[Extracted material — start]

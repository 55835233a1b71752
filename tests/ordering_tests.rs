use chrono::{Duration, TimeZone, Utc};
use uuid::Uuid;

use shopqueue::queue::job::{Job, JobDraft, JobType, Priority};
use shopqueue::queue::ordering::sort_for_display;

fn job(priority: Priority, minutes_after_epoch: i64) -> Job {
    let draft = JobDraft {
        job_type: JobType::Machining,
        part_name: "part".to_string(),
        requester: "req".to_string(),
        description: None,
        quantity: 1,
        material: None,
        priority,
        est_minutes: None,
        g_code_url: None,
        drawing_url: None,
    };
    let t0 = Utc.with_ymd_and_hms(2024, 1, 1, 0, 0, 0).unwrap();
    Job::with_id(
        Uuid::new_v4(),
        draft,
        t0 + Duration::minutes(minutes_after_epoch),
    )
}

#[test]
fn sorting_is_deterministic_and_idempotent() {
    let mut jobs = vec![
        job(Priority::Low, 0),
        job(Priority::Urgent, 5),
        job(Priority::Medium, 3),
        job(Priority::Urgent, 1),
    ];
    sort_for_display(&mut jobs);
    let first_pass: Vec<Uuid> = jobs.iter().map(|j| j.id).collect();

    sort_for_display(&mut jobs);
    let second_pass: Vec<Uuid> = jobs.iter().map(|j| j.id).collect();
    assert_eq!(first_pass, second_pass);

    // Same set in a different input order lands in the same sequence.
    jobs.reverse();
    sort_for_display(&mut jobs);
    let third_pass: Vec<Uuid> = jobs.iter().map(|j| j.id).collect();
    assert_eq!(first_pass, third_pass);
}

#[test]
fn explicit_order_beats_priority() {
    let mut ranked_low = job(Priority::Low, 0);
    ranked_low.display_order = Some(0);
    let mut ranked_medium = job(Priority::Medium, 1);
    ranked_medium.display_order = Some(1);
    let unranked_urgent = job(Priority::Urgent, 2);

    let ids = (ranked_low.id, ranked_medium.id, unranked_urgent.id);
    let mut jobs = vec![unranked_urgent, ranked_medium, ranked_low];
    sort_for_display(&mut jobs);

    assert_eq!(jobs[0].id, ids.0);
    assert_eq!(jobs[1].id, ids.1);
    assert_eq!(jobs[2].id, ids.2);
}

#[test]
fn priority_then_newest_first() {
    let urgent_old = job(Priority::Urgent, 0);
    let urgent_new = job(Priority::Urgent, 10);
    let high = job(Priority::High, 20);
    let low = job(Priority::Low, 30);

    let mut jobs = vec![low.clone(), urgent_old.clone(), high.clone(), urgent_new.clone()];
    sort_for_display(&mut jobs);

    assert_eq!(jobs[0].id, urgent_new.id);
    assert_eq!(jobs[1].id, urgent_old.id);
    assert_eq!(jobs[2].id, high.id);
    assert_eq!(jobs[3].id, low.id);
}

#[test]
fn urgent_newcomer_overtakes_old_low_priority_job() {
    let low_old = job(Priority::Low, 0);
    let urgent_new = job(Priority::Urgent, 1);

    let mut jobs = vec![low_old.clone(), urgent_new.clone()];
    sort_for_display(&mut jobs);

    assert_eq!(jobs[0].id, urgent_new.id);
    assert_eq!(jobs[1].id, low_old.id);
}

#[test]
fn duplicate_explicit_ranks_fall_back_to_priority() {
    let mut dup_low = job(Priority::Low, 0);
    dup_low.display_order = Some(3);
    let mut dup_urgent = job(Priority::Urgent, 0);
    dup_urgent.display_order = Some(3);
    let mut ranked_first = job(Priority::Low, 0);
    ranked_first.display_order = Some(1);

    let mut jobs = vec![dup_low.clone(), dup_urgent.clone(), ranked_first.clone()];
    sort_for_display(&mut jobs);

    assert_eq!(jobs[0].id, ranked_first.id);
    // Among the duplicates, priority decides.
    assert_eq!(jobs[1].id, dup_urgent.id);
    assert_eq!(jobs[2].id, dup_low.id);
}

#[test]
fn unranked_jobs_sort_after_all_ranked_jobs() {
    let mut ranked = job(Priority::Low, 0);
    ranked.display_order = Some(50);
    let unranked = job(Priority::Urgent, 100);

    let mut jobs = vec![unranked.clone(), ranked.clone()];
    sort_for_display(&mut jobs);

    assert_eq!(jobs[0].id, ranked.id);
    assert_eq!(jobs[1].id, unranked.id);
}
//! Prometheus metrics endpoint handler.
//!
//! Unauthenticated so Prometheus can scrape it. Labels carry bounded
//! values only; no identifiers are exported.

use axum::{extract::State, response::IntoResponse};
use metrics_exporter_prometheus::PrometheusHandle;

/// Handler for GET /metrics
#[tracing::instrument(skip_all, name = "convo.metrics.scrape")]
pub async fn metrics_handler(State(handle): State<PrometheusHandle>) -> impl IntoResponse {
    handle.render()
}
//! Observability for the Convo Controller.
//!
//! Operations are instrumented with `#[instrument(skip_all)]` and only
//! record bounded fields. Conversation and participant identifiers appear
//! in logs as hex, never in metric labels.
//!
//! | Metric | Type | Labels |
//! |--------|------|--------|
//! | `convo_join_total` | Counter | `result` |
//! | `convo_leave_total` | Counter | `outcome` |
//! | `convo_media_event_total` | Counter | `kind`, `outcome` |
//! | `convo_batch_get_total` | Counter | none |
//! | `convo_media_reserve_duration_seconds` | Histogram | `status` |
//! | `convo_conferences_active` | Gauge | none |
//! | `convo_conferences_evicted_total` | Counter | none |
//! | `convo_notifications_failed_total` | Counter | none |
//! | `convo_task_panics_total` | Counter | `task` |

pub mod health;
pub mod metrics;

pub use health::{health_router, HealthState};
pub use metrics::init_metrics_recorder;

[Extracted material — finish]

◆ What you will do
Reading through the records above, report each line in which the string "health" is found.

◆ Written solution
pub mod health;
pub use health::{health_router, HealthState};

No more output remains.